:: TO DO ::
Below are entries; count the lines containing the string "FromStr". The answer is that number alone.

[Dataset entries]

#![forbid(unsafe_code)]

use core::fmt;
use core::str::FromStr;

use serde::{Deserialize, Serialize};
use serde_json::Value;
use thiserror::Error;

/// Errors for parsing identifiers from strings.
#[derive(Debug, Error, Clone, PartialEq, Eq)]
pub enum ParseIdError {
	#[error("empty value")]
	Empty,
}

macro_rules! string_id {
	($(#[$meta:meta])* $name:ident) => {
		$(#[$meta])*
		#[derive(Debug, Clone, PartialEq, Eq, Hash, Serialize, Deserialize)]
		#[serde(transparent)]
		pub struct $name(String);

		impl $name {
			/// Create a non-empty id. The value is kept verbatim.
			pub fn new(id: impl Into<String>) -> Result<Self, ParseIdError> {
				let id = id.into();
				if id.trim().is_empty() {
					return Err(ParseIdError::Empty);
				}
				Ok(Self(id))
			}

			pub fn as_str(&self) -> &str {
				&self.0
			}

			pub fn into_string(self) -> String {
				self.0
			}
		}

		impl fmt::Display for $name {
			fn fmt(&self, f: &mut fmt::Formatter<'_>) -> fmt::Result {
				f.write_str(&self.0)
			}
		}

		impl FromStr for $name {
			type Err = ParseIdError;

			fn from_str(s: &str) -> Result<Self, Self::Err> {
				Self::new(s.to_string())
			}
		}
	};
}

string_id!(
	/// Top-level `event_id` of an Events API payload; the dedup key.
	EventId
);
string_id!(
	/// Slack channel (conversation) id.
	ChannelId
);
string_id!(
	/// Slack user id.
	UserId
);
string_id!(
	/// Socket Mode envelope id; echoed back to acknowledge a frame.
	EnvelopeId
);

/// Recoverable decode failures for inbound frames and event payloads.
///
/// Every variant means "drop this item and keep going".
#[derive(Debug, Error, Clone, PartialEq, Eq)]
pub enum ProtocolError {
	#[error("malformed frame: {0}")]
	Malformed(String),
	#[error("frame has no envelope_id")]
	MissingEnvelopeId,
	#[error("frame has no payload")]
	MissingPayload,
	#[error("payload has no event_id")]
	MissingEventId,
	#[error("payload has no inner event object")]
	MissingEvent,
	#[error("inner event has no type")]
	MissingEventType,
}

/// Inner event `type`.
#[derive(Debug, Clone, PartialEq, Eq, Hash)]
pub enum EventKind {
	AppMention,
	Other(String),
}

impl EventKind {
	pub fn as_str(&self) -> &str {
		match self {
			Self::AppMention => "app_mention",
			Self::Other(kind) => kind,
		}
	}
}

impl From<&str> for EventKind {
	fn from(s: &str) -> Self {
		match s {
			"app_mention" => Self::AppMention,
			other => Self::Other(other.to_string()),
		}
	}
}

impl fmt::Display for EventKind {
	fn fmt(&self, f: &mut fmt::Formatter<'_>) -> fmt::Result {
		f.write_str(self.as_str())
	}
}

/// Validated view of one Events API payload.
///
/// `id` and `kind` are required. The remaining fields are extracted when they are present with the
/// expected shape and left `None` otherwise; handlers decide which of them they need.
#[derive(Debug, Clone, PartialEq)]
pub struct EventRecord {
	pub id: EventId,
	pub kind: EventKind,
	pub channel: Option<ChannelId>,
	pub text: Option<String>,
	/// `authorizations[0].user_id`: the bot's own identity for this event.
	pub self_user_id: Option<UserId>,
	pub raw: Value,
}

impl EventRecord {
	/// Extract the top-level `event_id`.
	pub fn event_id_of(payload: &Value) -> Result<EventId, ProtocolError> {
		payload
			.get("event_id")
			.and_then(Value::as_str)
			.and_then(|id| EventId::new(id).ok())
			.ok_or(ProtocolError::MissingEventId)
	}

	/// Build a record from a payload whose `event_id` has already been extracted.
	pub fn from_payload(id: EventId, payload: Value) -> Result<Self, ProtocolError> {
		let event = payload
			.get("event")
			.and_then(Value::as_object)
			.ok_or(ProtocolError::MissingEvent)?;

		let kind = event
			.get("type")
			.and_then(Value::as_str)
			.filter(|t| !t.trim().is_empty())
			.map(EventKind::from)
			.ok_or(ProtocolError::MissingEventType)?;

		let channel = event
			.get("channel")
			.and_then(Value::as_str)
			.and_then(|c| ChannelId::new(c).ok());
		let text = event.get("text").and_then(Value::as_str).map(str::to_string);

		let self_user_id = payload
			.get("authorizations")
			.and_then(Value::as_array)
			.and_then(|auths| auths.first())
			.and_then(|auth| auth.get("user_id"))
			.and_then(Value::as_str)
			.and_then(|u| UserId::new(u).ok());

		Ok(Self {
			id,
			kind,
			channel,
			text,
			self_user_id,
			raw: payload,
		})
	}

	/// `event_id_of` followed by `from_payload`.
	pub fn parse(payload: Value) -> Result<Self, ProtocolError> {
		let id = Self::event_id_of(&payload)?;
		Self::from_payload(id, payload)
	}
}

:: ANSWER FOR THIS EXERCISE ::
2